* [How to complete this task] Go through the listing below and list every line with "registry".

* [Extracted information]

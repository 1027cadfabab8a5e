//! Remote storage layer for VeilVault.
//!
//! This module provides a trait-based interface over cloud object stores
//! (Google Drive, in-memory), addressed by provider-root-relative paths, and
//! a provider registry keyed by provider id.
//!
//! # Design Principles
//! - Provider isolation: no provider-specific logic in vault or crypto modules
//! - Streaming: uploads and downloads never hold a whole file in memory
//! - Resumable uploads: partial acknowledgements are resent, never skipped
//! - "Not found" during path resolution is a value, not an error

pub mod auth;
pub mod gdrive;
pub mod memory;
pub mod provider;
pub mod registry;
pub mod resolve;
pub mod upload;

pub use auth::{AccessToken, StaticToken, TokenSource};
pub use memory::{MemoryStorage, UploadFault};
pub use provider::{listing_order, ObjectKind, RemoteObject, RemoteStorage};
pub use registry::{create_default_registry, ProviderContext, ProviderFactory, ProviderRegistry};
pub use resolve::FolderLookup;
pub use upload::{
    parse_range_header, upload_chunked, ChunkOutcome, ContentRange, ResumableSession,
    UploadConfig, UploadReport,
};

* [Result of this task]
//! a provider registry keyed by provider id.
pub mod registry;
pub use registry::{create_default_registry, ProviderContext, ProviderFactory, ProviderRegistry};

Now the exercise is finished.